L’essai DESTINY Breast 04 "ouvre une nouvelle ère de traitement", non seulement dans le cancer du sein, mais aussi plus largement en oncologie, selon le Dr Manuel Rodrigues. Interrogé par le Dr Constance Thibault, il commente également l'étude ATHENA-MONO dans le cancer de l’ovaire, et un essai sur le tisotumab vedotin + pembrolizumab dans le cancer cervical mtastatique.
TRANSCRIPTION
Constance Thibault – Bonjour à tous et bienvenue sur Medscape. Je suis le Dr Constance Thibault, oncologue médicale à l’hôpital européen Georges-Pompidou, à Paris, et je suis aujourd’hui au congrès américain de cancérologie de l’ASCO, qui reprend en présentiel cette année.
J’ai le plaisir d’être avec le Dr Manuel Rodrigues, oncologue médical à l’Institut Curie. Nous allons voir les nouvelles actualités en séno- et gynécologie avec des études intéressantes.
DESTINY Breast 04 : trastuzumab-deruxtecan dans le cancer du sein HER2+ low
Constance Thibault – Commençons par l’étude la plus importante [ DESTINY Breast 04 ] dans le cancer du sein HER2+, qui a été présentée en plénière avec des résultats du trastuzumab déruxtécan, qui est un anticorps conjugué déjà donné dans le cadre des patientes avec des cancers du sein HER2+, mais qui le surexpriment. [1] Il y a eu des nouveautés chez les patientes avec des tumeurs HER2 dites « low », c’est bien ça ?
Manuel Rodrigues – C’est cela, exactement. C’est une étude assez enthousiasmante – pas seulement pour ce médicament et pour cette situation, mais globalement, parce que je pense que cela va changer plusieurs paradigmes de traitement en oncologie. Dans les cancers du sein, à peu près 20 % ont des amplifications HER2, donc le gène qui est amplifié, ce qui fait que c’est très fortement surexprimé. On utilise depuis maintenant 20 ans au stade métastatique et depuis une grosse quinzaine d’années au stade localisé, le trastuzumab et ses cousins qui sont des anticorps dirigés contre cette protéine HER2, mais qui ne sont efficaces que quand c’est amplifié. Il faut qu’il y ait cette amplification. Le trastuzumab déruxtécan est donc un ADC (anticorps drogue-conjugué) de nouvelle génération dirigé contre HER2, et il a montré une efficacité très importante sur ces cancers du sein HER2 amplifiés au stade métastatique, où il fait mieux que les autres anti HER2 ― même mieux que les anticorps drogue-conjugués qu’on a déjà depuis plus longtemps, comme le T-DM1, au prix, aussi, de toxicités, mais on reviendra là-dessus. Et cela marche tellement bien que la question logique était de se dire « mais est-ce qu’on ne pourrait pas descendre un peu le seuil » et ne pas faire seulement dans les HER2 amplifiés, mais juste dans les HRE2 exprimés pas forcément fortement (donc ce concept d’HER2 low). On grade l’expression d’HER2 de 0 à 3+, donc là c’est d’aller chercher les 1+ / 2+. C’est important, parce que sur ces 84 %-85 % de patientes qui ne sont pas HER2 amplifiées, il y en a 60 % qui sont HER2 low, donc la moitié de nos patientes, ce qui est beaucoup de patientes.

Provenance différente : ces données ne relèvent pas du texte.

//! Per-rule free-space projection state.
//!
//! The full per-cycle evaluation context (which also holds the hardlink,
//! grouping and quality indices) is assembled in `seedkeeper-rules`, which
//! depends on `seedkeeper-indices`; this crate only owns the pieces of that
//! context that are index-independent.

use std::collections::HashSet;

/// Cumulative free-space bookkeeping for one rule across one cycle.
///
/// Keyed externally by `"{source_key}|rule:{rule_id}"`; the key itself is
/// owned by the caller (`seedkeeper-rules`), this struct only holds the
/// accumulator.
#[derive(Debug, Clone, Default, PartialEq)]
pub struct FreeSpaceProjection {
    /// Free space reported by the configured source at the start of the cycle.
    pub free_space: i64,
    /// Bytes the cycle's deletions so far would free.
    pub space_to_clear: i64,
    /// Cross-seed keys already counted toward `space_to_clear`, so a peer
    /// sharing the same key is not double-counted.
    pub files_to_clear: HashSet<(String, String)>,
    /// Hardlink signatures already counted toward `space_to_clear`.
    pub hardlink_signatures_to_clear: HashSet<String>,
}

impl FreeSpaceProjection {
    /// Seed a fresh projection from an observed free-space figure.
    #[must_use]
    pub fn starting_at(free_space: i64) -> Self {
        Self {
            free_space,
            ..Self::default()
        }
    }

    /// The value `FreeSpace` conditions are evaluated against: observed
    /// free space plus everything this cycle has freed so far.
    #[must_use]
    pub const fn projected_free_space(&self) -> i64 {
        self.free_space + self.space_to_clear
    }

    /// Record that `bytes` will be freed by a cross-seed-key-deduped
    /// deletion. Returns `false` (and does not add to the total) if this
    /// key was already counted.
    pub fn record_by_cross_seed_key(&mut self, key: (String, String), bytes: i64) -> bool {
        if self.files_to_clear.insert(key) {
            self.space_to_clear += bytes;
            true
        } else {
            false
        }
    }

    /// Record that `bytes` will be freed by a hardlink-signature-deduped
    /// deletion. Returns `false` if this signature was already counted.
    pub fn record_by_hardlink_signature(&mut self, signature: String, bytes: i64) -> bool {
        if self.hardlink_signatures_to_clear.insert(signature) {
            self.space_to_clear += bytes;
            true
        } else {
            false
        }
    }
}

/// Snapshot of the shared, index-independent scalars every leaf evaluation
/// can see regardless of which rule it belongs to.
#[derive(Debug, Clone, Copy, PartialEq, Eq)]
pub struct EvalClock {
    /// Unix timestamp the cycle started at, used for all age computations
    /// so that a single cycle is internally consistent.
    pub now_unix: i64,
}

impl EvalClock {
    /// Construct a clock pinned to `now_unix`.
    #[must_use]
    pub const fn new(now_unix: i64) -> Self {
        Self { now_unix }
    }
}
//! Crate error type.

use std::fmt::{self, Display, Formatter};

/// Errors surfaced while initializing telemetry or exporting metrics.
#[derive(Debug)]
pub enum TelemetryError {
    /// A Prometheus collector could not be constructed or registered.
    Collector(prometheus::Error),
    /// The global tracing subscriber was already installed.
    SubscriberAlreadySet,
    /// The metrics text-encoding pass failed.
    Encode(String),
}

impl Display for TelemetryError {
    fn fmt(&self, f: &mut Formatter<'_>) -> fmt::Result {
        match self {
            Self::Collector(source) => write!(f, "prometheus collector error: {source}"),
            Self::SubscriberAlreadySet => {
                f.write_str("global tracing subscriber already installed")
            }
            Self::Encode(detail) => write!(f, "metrics encode failed: {detail}"),
        }
    }
}

impl std::error::Error for TelemetryError {
    fn source(&self) -> Option<&(dyn std::error::Error + 'static)> {
        match self {
            Self::Collector(source) => Some(source),
            Self::SubscriberAlreadySet | Self::Encode(_) => None,
        }
    }
}

impl From<prometheus::Error> for TelemetryError {
    fn from(source: prometheus::Error) -> Self {
        Self::Collector(source)
    }
}

/// Convenience alias for fallible telemetry operations.
pub type Result<T> = std::result::Result<T, TelemetryError>;
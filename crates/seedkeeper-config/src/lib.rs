#![forbid(unsafe_code)]
#![deny(
    warnings,
    dead_code,
    unused,
    unused_imports,
    unused_must_use,
    unreachable_pub,
    clippy::all,
    clippy::pedantic,
    clippy::cargo,
    clippy::nursery,
    rustdoc::broken_intra_doc_links,
    rustdoc::bare_urls,
    missing_docs
)]
#![allow(clippy::module_name_repetitions, clippy::multiple_crate_versions)]

//! Core configuration surface: scan cadence, debounce window, hardlink
//! index TTL, RPC batch size, and activity retention.
//!
//! Loading configuration from a backing store or file is the bootstrap's
//! job (`seedkeeper-app`); this crate only defines the typed shape, its
//! defaults, and its validation rules.

pub mod defaults;
pub mod model;
pub mod validate;

pub use defaults::{
    CONDITION_DEPTH_LIMIT, DEFAULT_ACTIVITY_RETENTION_HOURS, DEFAULT_ACTIVITY_RETENTION_MAX_RUNS,
    DEFAULT_BATCH_SIZE, DEFAULT_DEBOUNCE_WINDOW_SECS, DEFAULT_HARDLINK_INDEX_TTL_SECS,
    DEFAULT_SCAN_INTERVAL_SECS, MIN_SCAN_INTERVAL_SECS,
};
pub use model::CoreConfig;
pub use validate::{ConfigError, validate};
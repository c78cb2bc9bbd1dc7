//! In-memory, retention-bounded store for activity runs.

use std::collections::{HashMap, VecDeque};
use std::sync::{Mutex, MutexGuard};

use chrono::{DateTime, Duration, Utc};
use seedkeeper_core::AutomationActivity;
use uuid::Uuid;

/// Default retention window for activity runs.
pub const DEFAULT_RETENTION_HOURS: i64 = 24;
/// Default maximum number of runs retained regardless of age.
pub const DEFAULT_MAX_RUNS: usize = 500;

/// Bounds applied by [`ActivityRunStore::prune`].
#[derive(Debug, Clone, Copy)]
pub struct RetentionPolicy {
    /// Maximum age of a retained run.
    pub retention: Duration,
    /// Maximum number of runs retained regardless of age.
    pub max_runs: usize,
}

impl Default for RetentionPolicy {
    fn default() -> Self {
        Self {
            retention: Duration::hours(DEFAULT_RETENTION_HOURS),
            max_runs: DEFAULT_MAX_RUNS,
        }
    }
}

/// One scan or apply-now cycle's worth of activity records.
#[derive(Debug, Clone)]
struct ActivityRun {
    instance_id: String,
    created_at: DateTime<Utc>,
    items: Vec<AutomationActivity>,
}

/// A page of activity items returned by [`ActivityRunStore::get`].
#[derive(Debug, Clone)]
pub struct ActivityRunPage {
    /// Instance the run belongs to.
    pub instance_id: String,
    /// When the run was recorded.
    pub created_at: DateTime<Utc>,
    /// Total number of items in the run, before `offset`/`limit` slicing.
    pub total: usize,
    /// The requested slice of items.
    pub items: Vec<AutomationActivity>,
}

#[derive(Default)]
struct Inner {
    runs: HashMap<Uuid, ActivityRun>,
    order: VecDeque<Uuid>,
}

/// Thread-safe, retention-bounded store for activity runs.
///
/// A run is identified by its `activity_id` (one per scheduler cycle or
/// manual apply-now) and scoped to the `instance_id` it was produced for;
/// [`get`](Self::get) only returns a run if both match.
pub struct ActivityRunStore {
    inner: Mutex<Inner>,
    policy: RetentionPolicy,
}

impl ActivityRunStore {
    /// Build a store with the given retention policy.
    #[must_use]
    pub fn new(policy: RetentionPolicy) -> Self {
        Self {
            inner: Mutex::new(Inner::default()),
            policy,
        }
    }

    /// Record (or replace) a run's items.
    ///
    /// # Panics
    ///
    /// Panics if the internal mutex has been poisoned.
    pub fn put(&self, activity_id: Uuid, instance_id: impl Into<String>, items: Vec<AutomationActivity>) {
        let mut inner = self.lock();
        inner.runs.insert(
            activity_id,
            ActivityRun {
                instance_id: instance_id.into(),
                created_at: Utc::now(),
                items,
            },
        );
        inner.order.push_back(activity_id);
        self.prune_locked(&mut inner);
    }

    /// Fetch a page of a run's items, iff `instance_id` matches the run owner.
    ///
    /// # Panics
    ///
    /// Panics if the internal mutex has been poisoned.
    #[must_use]
    pub fn get(
        &self,
        instance_id: &str,
        activity_id: Uuid,
        offset: usize,
        limit: usize,
    ) -> Option<ActivityRunPage> {
        let mut inner = self.lock();
        self.prune_locked(&mut inner);
        let run = inner.runs.get(&activity_id)?;
        if run.instance_id != instance_id {
            return None;
        }
        Some(ActivityRunPage {
            instance_id: run.instance_id.clone(),
            created_at: run.created_at,
            total: run.items.len(),
            items: run.items.iter().skip(offset).take(limit).cloned().collect(),
        })
    }

    /// Drop runs older than the retention window or beyond the run-count cap.
    ///
    /// # Panics
    ///
    /// Panics if the internal mutex has been poisoned.
    pub fn prune(&self) {
        let mut inner = self.lock();
        self.prune_locked(&mut inner);
    }

    fn prune_locked(&self, inner: &mut Inner) {
        let cutoff = Utc::now() - self.policy.retention;
        while let Some(front) = inner.order.front().copied() {
            match inner.runs.get(&front) {
                None => {
                    inner.order.pop_front();
                }
                Some(run) if run.created_at < cutoff => {
                    inner.order.pop_front();
                    inner.runs.remove(&front);
                }
                Some(_) => break,
            }
        }
        while inner.runs.len() > self.policy.max_runs {
            match inner.order.pop_front() {
                Some(oldest) => {
                    inner.runs.remove(&oldest);
                }
                None => break,
            }
        }
    }

    fn lock(&self) -> MutexGuard<'_, Inner> {
        match self.inner.lock() {
            Ok(guard) => guard,
            Err(poisoned) => poisoned.into_inner(),
        }
    }
}

impl Default for ActivityRunStore {
    fn default() -> Self {
        Self::new(RetentionPolicy::default())
    }
}

#[cfg(test)]
mod tests {
    use super::*;
    use seedkeeper_core::{ActionKind, ActivityOutcome};

    fn activity(hash: &str) -> AutomationActivity {
        AutomationActivity {
            instance_id: "main".into(),
            hash: hash.into(),
            torrent_name: "demo".into(),
            tracker_domain: None,
            action: ActionKind::Pause,
            rule_id: Some("r1".into()),
            rule_name: "demo rule".into(),
            outcome: ActivityOutcome::Success,
            reason: None,
            created_at: Utc::now(),
        }
    }

    #[test]
    fn put_then_get_returns_scoped_page() {
        let store = ActivityRunStore::default();
        let id = Uuid::new_v4();
        store.put(id, "main", vec![activity("a"), activity("b")]);

        let page = store.get("main", id, 0, 10).expect("run present");
        assert_eq!(page.total, 2);
        assert_eq!(page.items.len(), 2);

        assert!(store.get("other-instance", id, 0, 10).is_none());
    }

    #[test]
    fn get_respects_offset_and_limit() {
        let store = ActivityRunStore::default();
        let id = Uuid::new_v4();
        store.put(id, "main", vec![activity("a"), activity("b"), activity("c")]);

        let page = store.get("main", id, 1, 1).expect("run present");
        assert_eq!(page.total, 3);
        assert_eq!(page.items.len(), 1);
        assert_eq!(page.items[0].hash, "b");
    }

    #[test]
    fn prune_evicts_beyond_max_runs() {
        let policy = RetentionPolicy {
            retention: Duration::hours(24),
            max_runs: 2,
        };
        let store = ActivityRunStore::new(policy);
        let ids: Vec<Uuid> = (0..3).map(|_| Uuid::new_v4()).collect();
        for id in &ids {
            store.put(*id, "main", vec![activity("a")]);
        }

        assert!(store.get("main", ids[0], 0, 10).is_none());
        assert!(store.get("main", ids[2], 0, 10).is_some());
    }
}
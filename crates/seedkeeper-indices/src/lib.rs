#![forbid(unsafe_code)]
#![deny(
    warnings,
    dead_code,
    unused,
    unused_imports,
    unused_must_use,
    unreachable_pub,
    clippy::all,
    clippy::pedantic,
    clippy::cargo,
    clippy::nursery,
    rustdoc::broken_intra_doc_links,
    rustdoc::bare_urls,
    missing_docs
)]
#![allow(clippy::module_name_repetitions, clippy::multiple_crate_versions)]

//! Derived, per-cycle indices built over a torrent set: cross-seed
//! relationships, physical hardlink identity, arbitrary-key grouping,
//! release-quality ranking, and free-space resolution.
//!
//! # Modules
//! - [`cross_seed`]: content-path-keyed cross-seed index.
//! - [`hardlink`]: cached, singleflight-guarded physical hardlink index.
//! - [`grouping`]: built-in and custom group-id indices.
//! - [`quality`]: per-profile best/inferior release ranking.
//! - [`free_space`]: resolves a rule's configured free-space source.
//! - [`error`]: crate error type.

pub mod cross_seed;
pub mod error;
pub mod free_space;
pub mod grouping;
pub mod hardlink;
pub mod quality;

pub use cross_seed::CrossSeedIndex;
pub use error::{IndicesError, Result};
pub use free_space::resolve as resolve_free_space;
pub use grouping::{
    build_group_index, GroupIndex, GROUP_CONTENT_PATH, GROUP_CONTENT_SAVE_PATH,
    GROUP_HARDLINK_SIGNATURE, GROUP_RELEASE_ITEM, GROUP_TRACKER_RELEASE_ITEM,
};
pub use hardlink::{HardlinkIndex, HardlinkIndexCache, HardlinkScope, DEFAULT_TTL};
pub use quality::{compute as compute_quality, GroupField, QualityField, QualityProfile, QualitySets, QualityTier};
//! The external-program execution collaborator boundary.
//!
//! This workspace does not itself spawn external processes: some other
//! service drains the queue of pending executions. If no such service is
//! wired up, every pending execution fails immediately with a "not
//! configured" activity.

use async_trait::async_trait;

/// A single enqueued external-program invocation, produced by the applier
/// and drained by an out-of-band executor.
#[derive(Debug, Clone, PartialEq, Eq)]
pub struct PendingExternalProgram {
    /// Instance the torrent belongs to.
    pub instance_id: String,
    /// Torrent hash the program should run against.
    pub hash: String,
    /// Configured program identifier to invoke.
    pub program_id: String,
}

/// Accepts a pending external-program execution for out-of-band processing.
#[async_trait]
pub trait ExternalProgramRunner: Send + Sync {
    /// Enqueue `program_id` to run against `hash` on `instance`.
    ///
    /// # Errors
    ///
    /// Returns a human-readable detail if the runner rejects the request.
    async fn enqueue(&self, instance: &str, program_id: &str, hash: &str) -> Result<(), String>;
}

Dans cette étude, cet anticorps a été comparé à un traitement au choix de l’investigateur, qui étaient de bons traitements de référence : l’érébuline, la capécitabine. Cela a montré une efficacité très nette avec une PFS qui passe d’une médiane de 5 à 10, un bénéfice en survie globale de 17 à 24 avec des hazardratio impressionnants : 0,5-0,6. Cela a donné lieu à une publication dans le NewEnglandJournal of Medicine[1].
La question que je pouvais me poser est : est-ce que cela a marché aussi bien dans les 2+ que les 1+ ? Parce que peut-être qu’il faut quand même que cela soit fortement exprimé. Et les analyses de sous-groupe montrent que c’est identique dans les 1+ et les 2+. Donc il suffirait qu’il y ait un signal dans la tumeur pour qu’on puisse les traiter.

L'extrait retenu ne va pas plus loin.